◆ Task objective ◆
All lines in the material below that contain "Result" should be located and copied.

◆ Provided information ◆
#####

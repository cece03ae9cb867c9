use once_cell::sync::Lazy;
use regex::Regex;
use serde::{Deserialize, Serialize};
use sha3::Shake256;
use sha3::digest::{ExtendableOutput, Update, XofReader};
use thiserror::Error;
use url::Url;

use crate::lti::LaunchClaims;

const COURSE_ID_PREFIX: &str = "c-";
const COURSE_ID_DIGEST_BYTES: usize = 8;
const DEFAULT_DEPLOYMENT_ID: &str = "0";
const MAX_ACCOUNT_NAME_LEN: usize = 32;
const UNTITLED: &str = "No title available";

static ACCOUNT_NAME: Lazy<Regex> = Lazy::new(|| {
    Regex::new(r"^[a-z][a-z0-9_-]{0,31}$").expect("static regex")
});

/// Launches that cannot be mapped onto a course.
#[derive(Debug, Error, PartialEq, Eq)]
pub enum IdentityError {
    /// No resource link id, so no course.
    #[error("launch has no resource link id")]
    MissingResourceLink,
    /// The derived grader account name is not a valid login name.
    #[error("`{0}` is not a valid account name")]
    InvalidAccountName(String),
}

/// Stable identity of one course, derived from the launch claims alone.
#[derive(Debug, Clone, PartialEq, Eq, Serialize, Deserialize)]
pub struct CourseIdentity {
    /// `c-` followed by 16 hex digits.
    pub course_id: String,
    /// Short title with the course id appended.
    pub course_title: String,
    /// `"{context} - {resource link}"`, or whichever of the two exists.
    pub course_title_short: String,
    /// Account owning the course data and running the formgrader.
    pub grader_account_id: String,
}

impl CourseIdentity {
    /// Resolves the course a launch belongs to.
    ///
    /// The course id hashes `{deployment_id}-{resource_link_id}` with
    /// SHAKE-256, so the same LMS placement always maps onto the same
    /// course and grader account.
    pub fn resolve(claims: &LaunchClaims) -> Result<Self, IdentityError> {
        let resource_link = claims
            .resource_link_id()
            .ok_or(IdentityError::MissingResourceLink)?;
        let deployment =
            claims.deployment_id().unwrap_or(DEFAULT_DEPLOYMENT_ID);

        let course_id = course_id_for(deployment, resource_link);
        let course_title_short = short_title(
            claims.context_title(),
            claims.resource_link_title(),
        );
        let course_title = strip_quotes(&format!(
            "{course_title_short} ({course_id})"
        ));
        let grader_account_id = grader_account_for(&course_id)?;

        Ok(Self {
            course_id,
            course_title,
            course_title_short: strip_quotes(&course_title_short),
            grader_account_id,
        })
    }

    /// Hub group allowed to use the formgrader.
    pub fn formgrade_group(&self) -> String {
        format!("formgrade-{}", self.course_id)
    }

    /// Hub group holding the enrolled students.
    pub fn nbgrader_group(&self) -> String {
        format!("nbgrader-{}", self.course_id)
    }

    /// Hub role granting formgrader access.
    pub fn course_role(&self) -> String {
        format!("formgrader-{}-role", self.course_id)
    }
}

/// Course id of one LMS placement.
pub fn course_id_for(deployment_id: &str, resource_link_id: &str) -> String {
    let mut hasher = Shake256::default();
    hasher.update(format!("{deployment_id}-{resource_link_id}").as_bytes());
    let mut digest = [0u8; COURSE_ID_DIGEST_BYTES];
    hasher.finalize_xof().read(&mut digest);
    format!("{COURSE_ID_PREFIX}{}", hex::encode(digest))
}

fn grader_account_for(course_id: &str) -> Result<String, IdentityError> {
    let account: String =
        course_id.chars().take(MAX_ACCOUNT_NAME_LEN).collect();
    if is_valid_account_name(&account) {
        Ok(account)
    } else {
        Err(IdentityError::InvalidAccountName(account))
    }
}

/// Matches what `useradd` accepts by default.
pub fn is_valid_account_name(name: &str) -> bool {
    ACCOUNT_NAME.is_match(name)
}

fn short_title(context: Option<&str>, resource_link: Option<&str>) -> String {
    match (context, resource_link) {
        (Some(context), Some(link)) => format!("{context} - {link}"),
        (None, Some(link)) => link.to_string(),
        (Some(context), None) => context.to_string(),
        (None, None) => UNTITLED.to_string(),
    }
}

fn strip_quotes(title: &str) -> String {
    title.chars().filter(|c| *c != '\'' && *c != '"').collect()
}

/// Hub base path of a launch target, e.g. `https://h/jhub/lti` -> `jhub/lti/`.
///
/// Returns an empty string when the hub is served from the root.
pub fn hub_base_path(target_link_uri: &str) -> String {
    let trimmed = target_link_uri.trim_matches('/');
    let path = match Url::parse(trimmed) {
        Ok(url) if url.has_host() => url.path().to_string(),
        _ => trimmed.to_string(),
    };
    let path = path.trim_matches('/');
    if path.is_empty() {
        String::new()
    } else {
        format!("{path}/")
    }
}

#####

◆ Task response ◆
    pub fn resolve(claims: &LaunchClaims) -> Result<Self, IdentityError> {
fn grader_account_for(course_id: &str) -> Result<String, IdentityError> {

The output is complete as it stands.